:: Data ::

use std::fmt;
use std::io;

#[derive(Debug)]
pub enum Error {
  IO(String),
  ToolNotFound(String),
  FailedToExecute(String),
  CommandFailed(Option<i32>, String),
  BadFormat(String),
  MalformedHeader { marker: String, command: String },
  MalformedRow { line: String, pattern: String },
  NotFound(String)
}

impl Error {
  /// Returns `true` if the error was caused by the report not listing the
  /// requested machine, as opposed to the report or the tool being broken.
  pub fn is_not_found(&self) -> bool {
    matches!(self, Error::NotFound(_))
  }
}

impl std::error::Error for Error {}

impl From<io::Error> for Error {
  fn from(err: io::Error) -> Self {
    Error::IO(err.to_string())
  }
}

impl From<regex::Error> for Error {
  fn from(err: regex::Error) -> Self {
    Error::BadFormat(err.to_string())
  }
}

impl From<std::string::FromUtf8Error> for Error {
  fn from(err: std::string::FromUtf8Error) -> Self {
    Error::BadFormat(err.to_string())
  }
}


impl fmt::Display for Error {
  fn fmt(&self, f: &mut fmt::Formatter) -> fmt::Result {
    match &*self {
      Error::IO(s) => write!(f, "I/O error; {}", s),
      Error::ToolNotFound(tool) => {
        write!(f, "cannot find '{}' installed on this system", tool)
      }
      Error::FailedToExecute(s) => write!(f, "Unable to execute {}", s),
      Error::CommandFailed(code, s) => match code {
        Some(code) => write!(f, "Command failed; exit status={}; {}", code, s),
        None => write!(f, "Command failed; {}", s)
      },
      Error::BadFormat(s) => write!(f, "Bad format error; {}", s),
      Error::MalformedHeader { marker, command } => write!(
        f,
        "can't find column '{}' in header of output of '{}'",
        marker, command
      ),
      Error::MalformedRow { line, pattern } => {
        write!(f, "no matches in '{}' for pattern '{}'", line, pattern)
      }
      Error::NotFound(name) => {
        write!(f, "name '{}' does not match any box name", name)
      }
    }
  }
}



// vim: set ft=rust et sw=2 ts=2 sts=2 cinoptions=2 tw=79 :
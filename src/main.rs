use std::io::{self, Write};
use std::process;

use clap::Parser;
use tracing_subscriber::layer::SubscriberExt;
use tracing_subscriber::util::SubscriberInitExt;
use tracing_subscriber::EnvFilter;

use vname::{globalstatus, Error, ToolConfig};


/// Print the id of the Vagrant machine with the given name.
#[derive(Parser, Debug)]
#[command(version, about)]
struct Cli {
  /// Name of the machine, as shown by `vagrant global-status`
  name: String,

  /// Vagrant executable to run
  #[arg(
    long,
    env = "VNAME_VAGRANT",
    default_value = vname::config::DEFAULT_TOOL
  )]
  vagrant: String,

  /// Enable debug logging
  #[arg(short, long)]
  debug: bool
}


fn setup_logging(debug: bool) {
  let filter = EnvFilter::try_from_default_env().unwrap_or_else(|_| {
    if debug {
      EnvFilter::new("vname=debug")
    } else {
      EnvFilter::new("vname=warn")
    }
  });

  // stdout carries the result only.
  tracing_subscriber::registry()
    .with(filter)
    .with(
      tracing_subscriber::fmt::layer()
        .with_target(false)
        .with_writer(io::stderr)
    )
    .init();
}


fn run(cli: &Cli) -> Result<(), Error> {
  let cfg = ToolConfig::default().with_tool(cli.vagrant.as_str());

  let entry = globalstatus::get_entry(&cli.name, &cfg)?;

  let mut stdout = io::stdout();
  write!(stdout, "{}", entry.id())?;
  stdout.flush()?;

  Ok(())
}


fn main() {
  let cli = Cli::parse();

  setup_logging(cli.debug);

  if let Err(e) = run(&cli) {
    eprintln!("vname: {}", e);
    process::exit(1);
  }
}

// vim: set ft=rust et sw=2 ts=2 sts=2 cinoptions=2 tw=79 :
use anyhow::Context;
use clap::Parser;
use nonblocking_reader::{Config, Reader};
use std::io::{self, Write};
use std::time::{Duration, Instant};

/// nbcat copies stdin to stdout, forwarding whatever has been read
/// once input pauses for `--chunk-timeout`, or at least every `--timeout`.
#[derive(Debug, clap::Parser)]
#[clap(author, version, about, long_about = None)]
pub struct Args {
    /// Log filter, in the syntax of tracing_subscriber::EnvFilter.
    #[clap(long, default_value = "warn", env = "NBCAT_LOG")]
    pub log: String,
    /// Maximum number of bytes to read from stdin at a time.
    #[clap(long, default_value = "65536", env = "NBCAT_BLOCK_SIZE")]
    pub block_size: usize,
    /// Path to a JSON file of reader configuration. Run with `--print-config`
    /// to see its format. Flags given explicitly take precedence.
    #[clap(long, env = "NBCAT_CONFIG_FILE")]
    pub config_file: Option<String>,
    /// Maximum time to wait before forwarding what has been read.
    #[clap(long, env = "NBCAT_TIMEOUT", value_parser = humantime::parse_duration)]
    pub timeout: Option<Duration>,
    /// Time without input after which what has been read is forwarded.
    #[clap(long, env = "NBCAT_CHUNK_TIMEOUT", value_parser = humantime::parse_duration)]
    pub chunk_timeout: Option<Duration>,
    /// Exit with an error if reading stdin fails, rather than treating
    /// the failure as the end of input.
    #[clap(long)]
    pub strict: bool,
    /// Print the effective configuration as JSON and exit.
    #[clap(long)]
    pub print_config: bool,
}

fn main() {
    let args = Args::parse();

    tracing_subscriber::fmt()
        .with_writer(io::stderr)
        .with_env_filter(args.log.as_str())
        .with_target(false)
        .init();

    if let Err(error) = run(args) {
        tracing::error!(error = format!("{error:#}"), "nbcat failed");
        std::process::exit(1);
    }
}

fn run(args: Args) -> anyhow::Result<()> {
    let config = load_config(&args)?;

    if args.print_config {
        println!("{}", serde_json::to_string_pretty(&config)?);
        return Ok(());
    }
    tracing::debug!(?config, block_size = args.block_size, "starting");

    let mut reader =
        Reader::new(io::stdin(), args.block_size, config).context("building stdin reader")?;
    let mut buf = vec![0; args.block_size];
    let mut stdout = io::stdout().lock();

    loop {
        let start = Instant::now();

        let n = match reader.read(&mut buf) {
            Ok(n) => n,
            Err(err) if err.is_eof() => break,
            Err(err) => return Err(err).context("reading stdin"),
        };
        tracing::debug!(n, elapsed = ?start.elapsed(), "read");

        if n != 0 {
            stdout.write_all(&buf[..n])?;
            stdout.flush()?;
        }
    }

    tracing::debug!("reached end of input");
    Ok(())
}

fn load_config(args: &Args) -> anyhow::Result<Config> {
    let mut config = match &args.config_file {
        Some(path) => {
            let content = std::fs::read(path).with_context(|| format!("reading {path}"))?;
            serde_json::from_slice::<Config>(&content)
                .with_context(|| format!("parsing config file {path}"))?
        }
        None => Config::default()
            .with_timeout(Duration::from_secs(1))
            .with_chunk_timeout(Duration::from_millis(100)),
    };

    if let Some(timeout) = args.timeout {
        config = config.with_timeout(timeout);
    }
    if let Some(chunk_timeout) = args.chunk_timeout {
        config = config.with_chunk_timeout(chunk_timeout);
    }
    if args.strict {
        config = config.with_surface_source_errors(true);
    }

    config.validate()?;
    Ok(config)
}

#[cfg(test)]
mod test {
    use super::{load_config, Args};
    use clap::Parser;
    use std::time::Duration;

    #[test]
    fn test_flags_override_config_file() {
        let dir = tempfile::tempdir().unwrap();
        let path = dir.path().join("config.json");
        std::fs::write(&path, r#"{"timeout": "10s", "chunkTimeout": "1s"}"#).unwrap();

        let args = Args::try_parse_from([
            "nbcat",
            "--config-file",
            path.to_str().unwrap(),
            "--chunk-timeout",
            "250ms",
            "--strict",
        ])
        .unwrap();
        let config = load_config(&args).unwrap();

        assert_eq!(config.timeout, Duration::from_secs(10));
        assert_eq!(config.chunk_timeout, Duration::from_millis(250));
        assert!(config.surface_source_errors);
    }

    #[test]
    fn test_defaults_and_validation() {
        let args = Args::try_parse_from(["nbcat"]).unwrap();
        let config = load_config(&args).unwrap();

        assert_eq!(args.block_size, 65536);
        assert_eq!(config.timeout, Duration::from_secs(1));
        assert_eq!(config.chunk_timeout, Duration::from_millis(100));
        assert!(!config.surface_source_errors);

        let args = Args::try_parse_from(["nbcat", "--timeout", "50ms"]).unwrap();
        let err = load_config(&args).unwrap_err();
        insta::assert_snapshot!(err, @"chunk timeout (100ms) must not exceed the overall timeout (50ms)");
    }
}
//! nonblocking-reader adapts a blocking `std::io::Read` into a reader whose
//! reads return within a bounded time.
//!
//! A background thread reads greedily from the source in blocks of up to
//! `block_size` bytes, handing each block to the `Reader` over a rendezvous
//! channel. A call to `Reader::read` then returns as soon as one of:
//!
//! * the caller's buffer can be filled from data already read,
//! * no new data has arrived for `Config::chunk_timeout`,
//! * `Config::timeout` has elapsed since the call began, or
//! * the source has been exhausted.
//!
//! Short (and zero-length) reads are normal and are not errors. Exhaustion
//! of the source is reported as `Error::Eof` once all data has been read.
//!
//! ```no_run
//! use nonblocking_reader::{Config, Reader};
//! use std::time::Duration;
//!
//! // Return after no data has been read for 200ms,
//! // or once the maximum timeout of 2 seconds is hit.
//! let config = Config::default()
//!     .with_timeout(Duration::from_secs(2))
//!     .with_chunk_timeout(Duration::from_millis(200));
//!
//! let mut reader = Reader::new(std::io::stdin(), 1 << 16, config).unwrap();
//! let mut buf = vec![0; 1 << 16];
//!
//! loop {
//!     match reader.read(&mut buf) {
//!         Ok(n) => println!("read {n} bytes"),
//!         Err(err) if err.is_eof() => break,
//!         Err(err) => panic!("{err}"),
//!     }
//! }
//! ```
use bytes::{Buf, BytesMut};
use std::io;
use std::sync::mpsc::{Receiver, RecvTimeoutError};
use std::time::{Duration, Instant};

mod config;
mod error;
mod producer;

pub use config::Config;
pub use error::Error;

/// Reader is a non-blocking reader over a blocking source.
///
/// Reads are not synchronized: `read` takes `&mut self`, and a Reader
/// is used by a single caller at a time. Dropping the Reader disconnects
/// its producer thread, which exits the next time it has data to hand off.
/// A producer which is blocked within a read of its source cannot be
/// interrupted, and exits only after that read returns.
#[derive(Debug)]
pub struct Reader {
    rx: Receiver<producer::Chunk>,
    buffer: BytesMut,
    eof: bool,
    failure: Option<io::Error>,
    block_size: usize,
    config: Config,
}

/// Stop is the reason that a call to `Reader::read` returned.
#[derive(Debug, PartialEq, Eq, Clone, Copy)]
enum Stop {
    // Enough data was already buffered. No waiting was done.
    Buffered,
    // The stream was already known to be exhausted. No waiting was done.
    Exhausted,
    // Enough data arrived while waiting.
    Satisfied,
    // No data arrived within the chunk timeout.
    ChunkIdle,
    // The overall timeout elapsed.
    Deadline,
    // The source was exhausted while waiting.
    EndOfStream,
}

impl Reader {
    /// Build a Reader which reads from `source` in blocks of up to `block_size`,
    /// using timeouts of the given Config.
    /// A thread is started which immediately begins reading the source.
    pub fn new<R>(source: R, block_size: usize, config: Config) -> Result<Self, Error>
    where
        R: io::Read + Send + 'static,
    {
        if block_size == 0 {
            return Err(Error::InvalidBlockSize);
        }
        config.validate()?;

        // A zero-capacity channel is a rendezvous: the producer blocks until
        // each chunk is taken, and never runs more than one chunk ahead.
        let (tx, rx) = std::sync::mpsc::sync_channel(0);

        std::thread::Builder::new()
            .name("nonblocking-reader".to_string())
            .spawn(move || producer::produce(source, block_size, tx))
            .map_err(Error::Spawn)?;

        Ok(Self {
            rx,
            buffer: BytesMut::with_capacity(block_size),
            eof: false,
            failure: None,
            block_size,
            config,
        })
    }

    /// Read into `buf`, returning the number of bytes read.
    ///
    /// Returns as soon as `buf` can be filled, or after no data has arrived
    /// for the chunk timeout, or once the overall timeout has elapsed.
    /// Fewer bytes than requested, including zero, may be returned.
    ///
    /// Error::Eof is returned when the source is exhausted and all of its
    /// data has been read. If `Config::surface_source_errors` is set and the
    /// source failed, Error::Source is returned once, by the first read which
    /// has no remaining data to return.
    pub fn read(&mut self, buf: &mut [u8]) -> Result<usize, Error> {
        self.read_inner(buf).0
    }

    /// Number of bytes which have been read from the source
    /// but not yet returned.
    pub fn buffered(&self) -> usize {
        self.buffer.len()
    }

    /// Returns true once the end of the source has been observed.
    /// Buffered data may remain to be read.
    pub fn is_eof(&self) -> bool {
        self.eof
    }

    /// Maximum number of bytes read from the source at a time.
    pub fn block_size(&self) -> usize {
        self.block_size
    }

    /// Config of this Reader's timeouts.
    pub fn config(&self) -> &Config {
        &self.config
    }

    fn read_inner(&mut self, buf: &mut [u8]) -> (Result<usize, Error>, Stop) {
        let start = Instant::now();
        let stop = self.fill(buf.len(), start);

        let n = buf.len().min(self.buffer.len());
        buf[..n].copy_from_slice(&self.buffer[..n]);
        self.buffer.advance(n);

        tracing::trace!(
            requested = buf.len(),
            n,
            elapsed = ?start.elapsed(),
            ?stop,
            "read"
        );

        if n == 0 && !buf.is_empty() && self.eof {
            // A failure is surfaced by the first read which has no data to return,
            // including the read which observed it.
            if self.config.surface_source_errors {
                if let Some(err) = self.failure.take() {
                    return (Err(Error::Source(err)), stop);
                }
            }
            if stop == Stop::Exhausted {
                return (Err(Error::Eof), stop);
            }
        }
        (Ok(n), stop)
    }

    // Pull chunks from the producer until `want` bytes are buffered,
    // or a timeout fires, or the source is exhausted.
    fn fill(&mut self, want: usize, start: Instant) -> Stop {
        if self.buffer.len() >= want {
            return Stop::Buffered;
        } else if self.eof {
            return Stop::Exhausted;
        }
        let (timeout, chunk_timeout) = (self.config.timeout, self.config.chunk_timeout);

        while self.buffer.len() < want {
            let iteration = Instant::now();

            match self
                .rx
                .recv_timeout(next_timeout(timeout, chunk_timeout, start.elapsed()))
            {
                Ok(Ok(chunk)) => self.buffer.extend_from_slice(&chunk),
                Ok(Err(err)) => {
                    self.failure = Some(err);
                    self.set_eof();
                    return Stop::EndOfStream;
                }
                Err(RecvTimeoutError::Timeout) if iteration.elapsed() >= chunk_timeout => {
                    return Stop::ChunkIdle;
                }
                // We waited out the remainder of the overall timeout,
                // which is checked below.
                Err(RecvTimeoutError::Timeout) => {}
                Err(RecvTimeoutError::Disconnected) => {
                    self.set_eof();
                    return Stop::EndOfStream;
                }
            }

            if start.elapsed() >= timeout {
                return Stop::Deadline;
            }
        }
        Stop::Satisfied
    }

    fn set_eof(&mut self) {
        tracing::debug!(
            buffered = self.buffer.len(),
            failed = self.failure.is_some(),
            "observed end of source"
        );
        self.eof = true;
    }
}

/// Reader is also a `std::io::Read`. End-of-stream maps to `Ok(0)`,
/// and a read which timed out without data fails with `ErrorKind::WouldBlock`.
impl io::Read for Reader {
    fn read(&mut self, buf: &mut [u8]) -> io::Result<usize> {
        match Reader::read(self, buf) {
            Ok(0) if !buf.is_empty() && !self.eof => Err(io::ErrorKind::WouldBlock.into()),
            Ok(n) => Ok(n),
            Err(Error::Eof) => Ok(0),
            Err(err) => Err(err.into()),
        }
    }
}

// Time to wait for the next chunk, given the time `elapsed` since the read began.
fn next_timeout(timeout: Duration, chunk_timeout: Duration, elapsed: Duration) -> Duration {
    let remaining = timeout.saturating_sub(elapsed);

    if chunk_timeout.is_zero() || chunk_timeout > remaining {
        remaining
    } else {
        chunk_timeout
    }
}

:: Exercise directions ::
All that belongs in your answer is the stretch of entries above from the line with "let dir = tempfile::tempdir().unwrap();" through the line with "assert_eq!(config.chunk_timeout, Duration::from_millis(250));", printed exactly.

:: Result below ::
        let dir = tempfile::tempdir().unwrap();
        let path = dir.path().join("config.json");
        std::fs::write(&path, r#"{"timeout": "10s", "chunkTimeout": "1s"}"#).unwrap();

        let args = Args::try_parse_from([
            "nbcat",
            "--config-file",
            path.to_str().unwrap(),
            "--chunk-timeout",
            "250ms",
            "--strict",
        ])
        .unwrap();
        let config = load_config(&args).unwrap();

        assert_eq!(config.timeout, Duration::from_secs(10));
        assert_eq!(config.chunk_timeout, Duration::from_millis(250));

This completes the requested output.